### Work order:
Below are records; how many of their lines contain "FramesFetched"? Reply with the number and no other words.

### Saved data entries:
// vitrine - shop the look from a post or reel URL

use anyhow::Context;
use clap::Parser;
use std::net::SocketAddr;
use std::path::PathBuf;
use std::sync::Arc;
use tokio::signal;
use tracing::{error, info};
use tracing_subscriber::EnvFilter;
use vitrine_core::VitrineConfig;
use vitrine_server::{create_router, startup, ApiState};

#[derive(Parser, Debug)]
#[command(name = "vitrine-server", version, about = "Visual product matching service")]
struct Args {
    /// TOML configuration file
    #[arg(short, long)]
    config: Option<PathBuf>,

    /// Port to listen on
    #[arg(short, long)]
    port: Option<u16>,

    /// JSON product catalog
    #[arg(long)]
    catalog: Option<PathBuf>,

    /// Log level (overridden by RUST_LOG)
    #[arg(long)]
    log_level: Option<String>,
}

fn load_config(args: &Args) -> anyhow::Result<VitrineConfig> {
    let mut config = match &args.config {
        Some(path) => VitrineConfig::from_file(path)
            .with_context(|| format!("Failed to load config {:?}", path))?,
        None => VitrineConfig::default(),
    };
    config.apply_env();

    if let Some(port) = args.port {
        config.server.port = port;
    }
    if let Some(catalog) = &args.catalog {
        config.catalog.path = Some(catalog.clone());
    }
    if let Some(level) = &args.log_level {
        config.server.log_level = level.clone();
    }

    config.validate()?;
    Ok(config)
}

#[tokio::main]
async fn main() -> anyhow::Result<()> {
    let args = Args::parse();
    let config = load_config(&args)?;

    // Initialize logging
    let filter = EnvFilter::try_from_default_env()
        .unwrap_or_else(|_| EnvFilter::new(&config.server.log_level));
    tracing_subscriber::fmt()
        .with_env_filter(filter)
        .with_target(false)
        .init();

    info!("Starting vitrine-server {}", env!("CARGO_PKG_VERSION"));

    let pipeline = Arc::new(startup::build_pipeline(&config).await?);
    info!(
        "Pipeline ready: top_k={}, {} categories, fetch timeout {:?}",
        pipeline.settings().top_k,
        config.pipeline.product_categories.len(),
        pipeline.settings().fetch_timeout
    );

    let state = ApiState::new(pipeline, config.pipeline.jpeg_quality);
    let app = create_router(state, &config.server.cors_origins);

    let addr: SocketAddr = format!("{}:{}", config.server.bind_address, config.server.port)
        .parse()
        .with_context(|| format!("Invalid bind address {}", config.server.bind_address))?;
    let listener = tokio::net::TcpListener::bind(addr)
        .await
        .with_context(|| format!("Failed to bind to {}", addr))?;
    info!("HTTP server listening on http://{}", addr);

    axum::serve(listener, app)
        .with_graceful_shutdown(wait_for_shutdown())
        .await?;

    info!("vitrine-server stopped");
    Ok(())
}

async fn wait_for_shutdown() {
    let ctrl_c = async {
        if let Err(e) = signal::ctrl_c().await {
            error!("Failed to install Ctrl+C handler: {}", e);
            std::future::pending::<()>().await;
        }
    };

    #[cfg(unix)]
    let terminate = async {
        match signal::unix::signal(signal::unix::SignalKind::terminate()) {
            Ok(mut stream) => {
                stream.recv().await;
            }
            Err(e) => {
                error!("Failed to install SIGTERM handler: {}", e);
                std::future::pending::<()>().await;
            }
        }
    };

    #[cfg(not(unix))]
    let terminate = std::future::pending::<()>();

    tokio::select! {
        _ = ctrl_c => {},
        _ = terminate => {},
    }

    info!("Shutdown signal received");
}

...

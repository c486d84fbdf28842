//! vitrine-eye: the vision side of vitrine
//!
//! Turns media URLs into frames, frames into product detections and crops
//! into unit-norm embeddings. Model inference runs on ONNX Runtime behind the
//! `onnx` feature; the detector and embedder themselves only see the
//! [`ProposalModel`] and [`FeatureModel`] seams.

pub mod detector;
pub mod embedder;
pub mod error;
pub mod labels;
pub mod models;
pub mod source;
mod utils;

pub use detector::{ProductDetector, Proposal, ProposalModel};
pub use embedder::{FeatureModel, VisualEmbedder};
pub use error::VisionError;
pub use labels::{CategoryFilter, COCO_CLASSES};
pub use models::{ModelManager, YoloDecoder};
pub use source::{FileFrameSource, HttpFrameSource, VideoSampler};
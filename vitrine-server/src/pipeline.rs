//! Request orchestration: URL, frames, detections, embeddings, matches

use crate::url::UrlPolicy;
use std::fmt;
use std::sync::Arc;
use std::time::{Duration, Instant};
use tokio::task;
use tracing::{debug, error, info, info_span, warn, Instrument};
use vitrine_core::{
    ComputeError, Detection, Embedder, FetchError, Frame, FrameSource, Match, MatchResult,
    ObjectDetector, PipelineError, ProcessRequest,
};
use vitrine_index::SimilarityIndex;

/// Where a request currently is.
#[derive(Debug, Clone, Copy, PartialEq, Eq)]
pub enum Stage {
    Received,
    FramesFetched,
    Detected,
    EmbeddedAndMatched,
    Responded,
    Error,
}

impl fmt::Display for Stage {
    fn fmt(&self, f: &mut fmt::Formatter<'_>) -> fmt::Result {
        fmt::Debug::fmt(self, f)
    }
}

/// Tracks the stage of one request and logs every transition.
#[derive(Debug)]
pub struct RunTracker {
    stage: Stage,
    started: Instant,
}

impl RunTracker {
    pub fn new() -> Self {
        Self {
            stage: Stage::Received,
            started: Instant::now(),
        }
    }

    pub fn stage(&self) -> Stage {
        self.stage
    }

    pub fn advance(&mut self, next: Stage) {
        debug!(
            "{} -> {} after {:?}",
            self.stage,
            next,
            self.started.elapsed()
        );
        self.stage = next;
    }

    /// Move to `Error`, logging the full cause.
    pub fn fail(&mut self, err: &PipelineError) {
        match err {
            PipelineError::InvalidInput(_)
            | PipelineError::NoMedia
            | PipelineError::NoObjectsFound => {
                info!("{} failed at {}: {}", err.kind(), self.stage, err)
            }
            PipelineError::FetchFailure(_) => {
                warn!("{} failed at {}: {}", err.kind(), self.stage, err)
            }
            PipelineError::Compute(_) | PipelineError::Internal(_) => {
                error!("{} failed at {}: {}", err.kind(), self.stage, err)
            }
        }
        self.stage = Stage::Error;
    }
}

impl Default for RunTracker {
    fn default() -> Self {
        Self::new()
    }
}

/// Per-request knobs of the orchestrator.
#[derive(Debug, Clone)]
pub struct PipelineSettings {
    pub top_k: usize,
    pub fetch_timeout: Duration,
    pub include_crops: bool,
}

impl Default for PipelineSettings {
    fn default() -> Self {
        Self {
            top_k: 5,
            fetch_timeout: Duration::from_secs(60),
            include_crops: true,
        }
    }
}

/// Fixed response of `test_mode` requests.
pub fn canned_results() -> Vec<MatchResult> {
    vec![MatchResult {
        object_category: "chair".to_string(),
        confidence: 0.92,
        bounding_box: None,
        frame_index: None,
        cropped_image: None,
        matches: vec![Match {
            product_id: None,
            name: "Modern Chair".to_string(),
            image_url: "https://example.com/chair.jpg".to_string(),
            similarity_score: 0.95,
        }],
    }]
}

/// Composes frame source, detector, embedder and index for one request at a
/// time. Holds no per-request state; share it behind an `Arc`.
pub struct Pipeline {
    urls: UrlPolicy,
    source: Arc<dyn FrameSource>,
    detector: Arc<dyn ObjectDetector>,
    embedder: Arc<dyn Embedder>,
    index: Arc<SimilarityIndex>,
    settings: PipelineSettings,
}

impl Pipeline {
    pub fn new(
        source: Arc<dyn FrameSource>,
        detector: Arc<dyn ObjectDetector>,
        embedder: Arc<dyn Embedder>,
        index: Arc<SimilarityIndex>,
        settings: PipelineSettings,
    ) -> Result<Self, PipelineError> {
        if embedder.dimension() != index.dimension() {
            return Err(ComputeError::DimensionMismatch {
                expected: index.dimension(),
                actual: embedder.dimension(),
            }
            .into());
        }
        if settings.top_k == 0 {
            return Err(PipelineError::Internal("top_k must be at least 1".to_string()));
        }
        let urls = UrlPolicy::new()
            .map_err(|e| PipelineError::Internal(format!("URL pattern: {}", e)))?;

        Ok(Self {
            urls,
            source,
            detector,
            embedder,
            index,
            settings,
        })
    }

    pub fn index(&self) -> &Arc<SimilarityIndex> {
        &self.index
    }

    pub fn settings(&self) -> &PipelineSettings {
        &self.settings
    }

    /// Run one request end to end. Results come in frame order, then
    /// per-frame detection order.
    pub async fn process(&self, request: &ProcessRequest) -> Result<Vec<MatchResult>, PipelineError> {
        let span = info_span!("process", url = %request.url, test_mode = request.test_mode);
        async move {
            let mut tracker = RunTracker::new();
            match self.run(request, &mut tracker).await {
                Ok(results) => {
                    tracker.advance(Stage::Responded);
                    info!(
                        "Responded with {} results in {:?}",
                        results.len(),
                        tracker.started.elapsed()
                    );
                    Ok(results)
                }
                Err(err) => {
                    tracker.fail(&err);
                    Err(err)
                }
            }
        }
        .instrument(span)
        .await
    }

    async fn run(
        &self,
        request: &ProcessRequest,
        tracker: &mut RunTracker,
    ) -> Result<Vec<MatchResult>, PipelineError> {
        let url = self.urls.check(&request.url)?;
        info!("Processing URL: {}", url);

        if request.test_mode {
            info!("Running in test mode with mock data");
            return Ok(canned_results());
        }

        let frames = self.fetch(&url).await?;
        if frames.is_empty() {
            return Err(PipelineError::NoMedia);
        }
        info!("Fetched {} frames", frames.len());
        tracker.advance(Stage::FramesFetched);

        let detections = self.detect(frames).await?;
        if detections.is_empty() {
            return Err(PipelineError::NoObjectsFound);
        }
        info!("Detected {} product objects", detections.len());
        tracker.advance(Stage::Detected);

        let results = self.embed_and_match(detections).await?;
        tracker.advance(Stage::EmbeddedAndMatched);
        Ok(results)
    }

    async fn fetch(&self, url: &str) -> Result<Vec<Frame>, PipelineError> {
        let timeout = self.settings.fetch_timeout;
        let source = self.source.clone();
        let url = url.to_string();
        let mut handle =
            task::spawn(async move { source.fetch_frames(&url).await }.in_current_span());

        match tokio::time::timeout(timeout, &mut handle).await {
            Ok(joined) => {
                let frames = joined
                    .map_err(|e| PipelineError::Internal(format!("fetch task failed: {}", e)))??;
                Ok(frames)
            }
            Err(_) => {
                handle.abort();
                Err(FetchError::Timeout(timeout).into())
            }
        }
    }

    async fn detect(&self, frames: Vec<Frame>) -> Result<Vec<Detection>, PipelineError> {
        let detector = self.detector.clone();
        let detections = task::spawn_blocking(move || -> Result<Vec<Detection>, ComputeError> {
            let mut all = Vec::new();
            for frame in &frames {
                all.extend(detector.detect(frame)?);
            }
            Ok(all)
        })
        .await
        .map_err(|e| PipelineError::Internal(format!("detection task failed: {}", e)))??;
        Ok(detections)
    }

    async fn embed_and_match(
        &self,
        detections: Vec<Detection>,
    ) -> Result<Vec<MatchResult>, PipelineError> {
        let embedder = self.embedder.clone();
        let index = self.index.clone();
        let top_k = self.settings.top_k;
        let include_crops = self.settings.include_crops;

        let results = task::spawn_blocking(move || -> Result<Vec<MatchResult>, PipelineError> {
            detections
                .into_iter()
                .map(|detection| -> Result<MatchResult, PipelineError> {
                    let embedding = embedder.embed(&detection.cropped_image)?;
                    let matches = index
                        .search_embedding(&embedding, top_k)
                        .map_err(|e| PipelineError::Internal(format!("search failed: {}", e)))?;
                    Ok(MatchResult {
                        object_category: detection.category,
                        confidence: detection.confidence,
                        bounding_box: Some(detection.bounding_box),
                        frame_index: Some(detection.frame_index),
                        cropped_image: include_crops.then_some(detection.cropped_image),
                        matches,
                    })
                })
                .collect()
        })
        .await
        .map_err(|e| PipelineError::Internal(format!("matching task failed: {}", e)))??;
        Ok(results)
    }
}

* * *

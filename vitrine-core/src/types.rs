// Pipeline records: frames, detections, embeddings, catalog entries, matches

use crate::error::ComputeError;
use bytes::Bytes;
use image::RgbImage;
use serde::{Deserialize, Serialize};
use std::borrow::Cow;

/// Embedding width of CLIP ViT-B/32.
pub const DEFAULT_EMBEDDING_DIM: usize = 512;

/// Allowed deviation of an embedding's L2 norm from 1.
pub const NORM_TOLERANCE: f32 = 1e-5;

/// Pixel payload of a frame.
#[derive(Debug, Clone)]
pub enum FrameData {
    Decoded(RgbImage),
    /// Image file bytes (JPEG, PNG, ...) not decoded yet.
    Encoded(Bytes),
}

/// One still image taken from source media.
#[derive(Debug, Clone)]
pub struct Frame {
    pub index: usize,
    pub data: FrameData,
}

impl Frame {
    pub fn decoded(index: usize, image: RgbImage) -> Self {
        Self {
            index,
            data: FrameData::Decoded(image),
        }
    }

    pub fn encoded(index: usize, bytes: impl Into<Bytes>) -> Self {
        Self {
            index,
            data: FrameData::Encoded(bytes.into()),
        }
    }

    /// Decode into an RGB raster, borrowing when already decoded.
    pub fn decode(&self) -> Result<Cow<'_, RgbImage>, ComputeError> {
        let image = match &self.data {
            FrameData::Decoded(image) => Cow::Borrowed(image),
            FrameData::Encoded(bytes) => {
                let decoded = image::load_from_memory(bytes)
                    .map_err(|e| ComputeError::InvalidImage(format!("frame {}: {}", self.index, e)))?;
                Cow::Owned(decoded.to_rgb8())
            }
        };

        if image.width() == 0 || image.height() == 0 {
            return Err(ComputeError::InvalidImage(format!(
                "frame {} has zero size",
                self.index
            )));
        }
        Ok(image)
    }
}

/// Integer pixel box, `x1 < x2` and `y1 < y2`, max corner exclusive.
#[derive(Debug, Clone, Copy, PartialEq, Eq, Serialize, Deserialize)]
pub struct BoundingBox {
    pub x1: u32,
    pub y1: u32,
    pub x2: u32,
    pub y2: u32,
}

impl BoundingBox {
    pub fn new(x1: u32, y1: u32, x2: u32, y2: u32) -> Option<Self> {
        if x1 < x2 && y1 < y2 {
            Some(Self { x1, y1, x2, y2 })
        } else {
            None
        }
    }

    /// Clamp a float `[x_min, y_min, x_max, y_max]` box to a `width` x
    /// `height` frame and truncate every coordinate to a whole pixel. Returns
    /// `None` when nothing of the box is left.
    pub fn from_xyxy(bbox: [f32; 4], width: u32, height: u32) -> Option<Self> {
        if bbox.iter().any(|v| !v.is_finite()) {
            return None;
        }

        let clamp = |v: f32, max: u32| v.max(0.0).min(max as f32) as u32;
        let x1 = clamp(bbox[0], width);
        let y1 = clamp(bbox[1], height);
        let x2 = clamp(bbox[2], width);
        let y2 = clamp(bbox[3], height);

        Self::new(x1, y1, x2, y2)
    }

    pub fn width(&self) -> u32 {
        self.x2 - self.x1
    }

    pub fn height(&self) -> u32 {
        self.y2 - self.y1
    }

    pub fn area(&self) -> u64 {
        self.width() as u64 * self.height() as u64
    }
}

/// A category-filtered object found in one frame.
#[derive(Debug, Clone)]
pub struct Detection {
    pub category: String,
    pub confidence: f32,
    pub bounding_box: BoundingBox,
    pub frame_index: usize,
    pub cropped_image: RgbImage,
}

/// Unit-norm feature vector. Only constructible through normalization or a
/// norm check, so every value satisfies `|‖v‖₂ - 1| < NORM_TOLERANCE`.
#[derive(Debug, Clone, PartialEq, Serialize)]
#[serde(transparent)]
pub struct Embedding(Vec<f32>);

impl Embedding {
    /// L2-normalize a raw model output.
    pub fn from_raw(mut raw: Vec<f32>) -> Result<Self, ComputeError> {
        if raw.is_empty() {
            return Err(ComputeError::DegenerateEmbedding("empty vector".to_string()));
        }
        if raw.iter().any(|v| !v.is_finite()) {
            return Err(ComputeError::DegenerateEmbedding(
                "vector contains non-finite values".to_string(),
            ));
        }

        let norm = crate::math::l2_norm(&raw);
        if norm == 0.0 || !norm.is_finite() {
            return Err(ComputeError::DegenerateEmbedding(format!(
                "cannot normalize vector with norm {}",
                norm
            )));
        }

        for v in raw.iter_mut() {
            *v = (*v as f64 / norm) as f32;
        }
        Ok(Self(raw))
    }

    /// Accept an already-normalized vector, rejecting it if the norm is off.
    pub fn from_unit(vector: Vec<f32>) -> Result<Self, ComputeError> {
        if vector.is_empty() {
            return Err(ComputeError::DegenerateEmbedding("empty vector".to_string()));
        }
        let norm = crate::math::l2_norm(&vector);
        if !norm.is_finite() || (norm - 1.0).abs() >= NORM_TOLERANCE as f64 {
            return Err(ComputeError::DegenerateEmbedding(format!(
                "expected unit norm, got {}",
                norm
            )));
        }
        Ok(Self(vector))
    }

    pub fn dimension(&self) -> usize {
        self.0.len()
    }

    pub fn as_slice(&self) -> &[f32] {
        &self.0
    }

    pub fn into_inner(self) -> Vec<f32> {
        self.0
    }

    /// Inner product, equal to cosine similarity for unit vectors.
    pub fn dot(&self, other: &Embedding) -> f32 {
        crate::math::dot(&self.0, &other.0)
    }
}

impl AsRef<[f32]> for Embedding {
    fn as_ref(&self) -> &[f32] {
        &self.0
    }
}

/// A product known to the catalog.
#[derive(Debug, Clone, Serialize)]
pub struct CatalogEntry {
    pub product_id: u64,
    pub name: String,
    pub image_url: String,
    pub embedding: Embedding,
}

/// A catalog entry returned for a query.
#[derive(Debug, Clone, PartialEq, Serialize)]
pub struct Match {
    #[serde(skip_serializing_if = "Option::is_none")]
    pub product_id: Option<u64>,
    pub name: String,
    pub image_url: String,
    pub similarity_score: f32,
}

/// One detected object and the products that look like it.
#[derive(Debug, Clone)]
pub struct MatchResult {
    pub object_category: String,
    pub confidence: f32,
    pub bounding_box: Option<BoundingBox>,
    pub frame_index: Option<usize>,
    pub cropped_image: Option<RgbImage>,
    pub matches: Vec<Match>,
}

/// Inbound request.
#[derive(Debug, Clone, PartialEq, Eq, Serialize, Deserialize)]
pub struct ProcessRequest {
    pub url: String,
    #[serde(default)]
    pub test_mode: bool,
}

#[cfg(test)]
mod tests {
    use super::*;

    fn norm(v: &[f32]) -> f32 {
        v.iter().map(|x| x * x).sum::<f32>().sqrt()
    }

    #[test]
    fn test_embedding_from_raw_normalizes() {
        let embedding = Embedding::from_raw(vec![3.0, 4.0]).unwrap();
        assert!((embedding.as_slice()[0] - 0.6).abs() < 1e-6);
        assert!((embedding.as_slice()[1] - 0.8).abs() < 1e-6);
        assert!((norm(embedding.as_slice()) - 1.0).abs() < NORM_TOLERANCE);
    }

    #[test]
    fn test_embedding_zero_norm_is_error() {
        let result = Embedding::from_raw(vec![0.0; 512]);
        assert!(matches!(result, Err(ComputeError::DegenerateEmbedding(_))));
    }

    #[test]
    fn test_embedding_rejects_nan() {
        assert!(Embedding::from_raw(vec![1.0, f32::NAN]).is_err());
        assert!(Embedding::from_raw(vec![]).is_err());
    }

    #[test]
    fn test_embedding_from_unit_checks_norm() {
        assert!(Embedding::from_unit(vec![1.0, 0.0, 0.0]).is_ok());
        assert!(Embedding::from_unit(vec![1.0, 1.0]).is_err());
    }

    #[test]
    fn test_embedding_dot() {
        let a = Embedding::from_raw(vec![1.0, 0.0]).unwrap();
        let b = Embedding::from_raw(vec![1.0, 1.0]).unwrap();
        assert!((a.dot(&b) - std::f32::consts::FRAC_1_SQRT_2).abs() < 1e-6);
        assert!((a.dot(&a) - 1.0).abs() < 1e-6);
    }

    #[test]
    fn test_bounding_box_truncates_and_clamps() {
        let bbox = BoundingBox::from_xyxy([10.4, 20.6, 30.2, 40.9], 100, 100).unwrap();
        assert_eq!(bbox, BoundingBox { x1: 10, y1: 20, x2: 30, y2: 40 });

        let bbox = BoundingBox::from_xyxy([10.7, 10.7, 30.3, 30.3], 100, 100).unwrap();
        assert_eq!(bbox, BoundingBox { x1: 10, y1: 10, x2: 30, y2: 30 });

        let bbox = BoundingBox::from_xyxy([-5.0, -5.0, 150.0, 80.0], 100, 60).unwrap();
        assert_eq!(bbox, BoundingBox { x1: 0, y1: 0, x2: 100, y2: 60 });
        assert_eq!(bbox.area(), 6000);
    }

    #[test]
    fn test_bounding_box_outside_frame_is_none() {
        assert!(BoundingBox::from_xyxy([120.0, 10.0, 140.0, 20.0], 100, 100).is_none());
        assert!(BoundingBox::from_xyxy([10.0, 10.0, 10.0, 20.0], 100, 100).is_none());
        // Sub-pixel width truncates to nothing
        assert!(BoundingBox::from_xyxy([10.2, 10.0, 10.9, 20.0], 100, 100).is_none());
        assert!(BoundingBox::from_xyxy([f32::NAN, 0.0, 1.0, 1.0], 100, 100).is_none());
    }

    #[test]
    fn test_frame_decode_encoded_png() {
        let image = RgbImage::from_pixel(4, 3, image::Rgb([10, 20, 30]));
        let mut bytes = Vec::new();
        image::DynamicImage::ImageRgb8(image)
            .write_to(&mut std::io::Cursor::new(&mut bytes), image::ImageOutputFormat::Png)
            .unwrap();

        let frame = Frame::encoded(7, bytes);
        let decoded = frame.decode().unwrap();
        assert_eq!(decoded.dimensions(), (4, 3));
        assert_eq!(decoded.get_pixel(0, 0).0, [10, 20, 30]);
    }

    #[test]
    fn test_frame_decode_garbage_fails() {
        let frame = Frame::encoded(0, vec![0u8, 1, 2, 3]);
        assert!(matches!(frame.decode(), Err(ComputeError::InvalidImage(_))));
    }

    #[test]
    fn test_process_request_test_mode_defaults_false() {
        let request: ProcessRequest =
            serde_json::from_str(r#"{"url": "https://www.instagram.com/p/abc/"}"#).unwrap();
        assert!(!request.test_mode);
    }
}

### Solution for this exercise:
2